ACTIVITY
Show every line of the data where the word "const" can be found.

SUPPLIED MATERIAL
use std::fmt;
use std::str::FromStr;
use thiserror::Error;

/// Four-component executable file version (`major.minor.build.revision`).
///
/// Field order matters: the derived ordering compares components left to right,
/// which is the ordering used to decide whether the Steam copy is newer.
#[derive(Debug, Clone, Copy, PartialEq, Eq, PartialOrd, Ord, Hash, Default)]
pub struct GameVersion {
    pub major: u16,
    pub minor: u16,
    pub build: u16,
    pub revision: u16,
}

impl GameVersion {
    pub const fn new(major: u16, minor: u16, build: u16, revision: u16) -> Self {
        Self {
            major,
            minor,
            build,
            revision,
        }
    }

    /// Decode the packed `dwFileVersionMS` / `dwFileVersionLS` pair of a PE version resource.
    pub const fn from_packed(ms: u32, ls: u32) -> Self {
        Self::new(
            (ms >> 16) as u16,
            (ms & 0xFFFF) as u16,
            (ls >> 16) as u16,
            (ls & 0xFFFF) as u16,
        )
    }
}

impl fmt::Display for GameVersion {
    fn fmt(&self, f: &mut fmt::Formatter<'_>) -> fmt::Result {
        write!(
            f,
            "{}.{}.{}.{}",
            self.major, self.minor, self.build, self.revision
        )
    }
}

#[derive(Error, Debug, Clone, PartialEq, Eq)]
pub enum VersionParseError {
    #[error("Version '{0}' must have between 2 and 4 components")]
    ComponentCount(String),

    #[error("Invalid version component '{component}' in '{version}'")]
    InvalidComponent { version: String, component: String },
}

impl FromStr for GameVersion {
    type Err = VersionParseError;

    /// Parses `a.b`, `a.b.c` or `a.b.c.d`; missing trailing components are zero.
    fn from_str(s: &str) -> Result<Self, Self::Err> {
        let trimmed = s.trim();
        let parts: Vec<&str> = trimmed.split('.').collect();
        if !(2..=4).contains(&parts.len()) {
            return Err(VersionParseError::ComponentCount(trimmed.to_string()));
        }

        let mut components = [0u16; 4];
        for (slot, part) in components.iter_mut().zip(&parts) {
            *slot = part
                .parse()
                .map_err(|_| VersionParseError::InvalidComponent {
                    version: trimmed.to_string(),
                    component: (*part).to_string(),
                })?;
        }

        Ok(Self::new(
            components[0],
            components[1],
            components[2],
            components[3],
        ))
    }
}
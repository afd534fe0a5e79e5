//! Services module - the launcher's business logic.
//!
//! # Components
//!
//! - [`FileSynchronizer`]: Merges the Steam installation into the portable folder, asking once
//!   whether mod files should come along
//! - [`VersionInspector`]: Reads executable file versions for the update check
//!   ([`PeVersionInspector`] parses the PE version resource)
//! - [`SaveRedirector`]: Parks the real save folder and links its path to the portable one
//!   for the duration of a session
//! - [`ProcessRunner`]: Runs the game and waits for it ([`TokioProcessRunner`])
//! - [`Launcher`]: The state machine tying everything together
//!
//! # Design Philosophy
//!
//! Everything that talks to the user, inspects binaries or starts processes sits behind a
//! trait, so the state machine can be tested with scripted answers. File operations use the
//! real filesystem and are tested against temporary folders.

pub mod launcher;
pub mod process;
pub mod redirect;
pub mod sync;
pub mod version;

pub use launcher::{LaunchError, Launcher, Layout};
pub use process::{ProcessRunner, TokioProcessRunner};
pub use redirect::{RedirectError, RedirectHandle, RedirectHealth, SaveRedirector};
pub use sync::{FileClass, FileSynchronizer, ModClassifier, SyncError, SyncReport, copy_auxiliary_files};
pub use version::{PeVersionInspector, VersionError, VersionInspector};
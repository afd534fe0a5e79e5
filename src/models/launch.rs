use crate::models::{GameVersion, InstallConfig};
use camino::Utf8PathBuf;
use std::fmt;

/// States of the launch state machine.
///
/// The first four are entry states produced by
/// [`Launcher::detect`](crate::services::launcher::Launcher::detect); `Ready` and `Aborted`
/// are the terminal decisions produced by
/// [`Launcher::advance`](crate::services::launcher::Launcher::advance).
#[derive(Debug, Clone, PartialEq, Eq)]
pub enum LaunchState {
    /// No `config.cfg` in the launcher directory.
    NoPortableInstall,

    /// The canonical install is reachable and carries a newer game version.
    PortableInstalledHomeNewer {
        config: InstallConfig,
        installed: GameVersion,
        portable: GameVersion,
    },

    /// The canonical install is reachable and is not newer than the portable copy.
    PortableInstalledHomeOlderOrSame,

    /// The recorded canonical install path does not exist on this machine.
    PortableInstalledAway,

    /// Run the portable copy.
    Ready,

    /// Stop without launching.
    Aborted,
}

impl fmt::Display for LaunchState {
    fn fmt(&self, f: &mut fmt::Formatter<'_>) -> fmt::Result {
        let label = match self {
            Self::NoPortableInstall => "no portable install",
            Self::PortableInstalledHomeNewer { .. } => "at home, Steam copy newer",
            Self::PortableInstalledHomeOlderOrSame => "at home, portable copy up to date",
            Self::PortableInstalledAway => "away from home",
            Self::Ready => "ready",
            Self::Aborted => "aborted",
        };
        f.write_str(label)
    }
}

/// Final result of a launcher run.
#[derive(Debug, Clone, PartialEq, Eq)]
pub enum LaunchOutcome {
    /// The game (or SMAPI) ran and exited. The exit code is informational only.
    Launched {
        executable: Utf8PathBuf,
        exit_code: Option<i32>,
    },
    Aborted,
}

REPLY TO THE EXERCISE
    pub const fn new(major: u16, minor: u16, build: u16, revision: u16) -> Self {
    pub const fn from_packed(ms: u32, ls: u32) -> Self {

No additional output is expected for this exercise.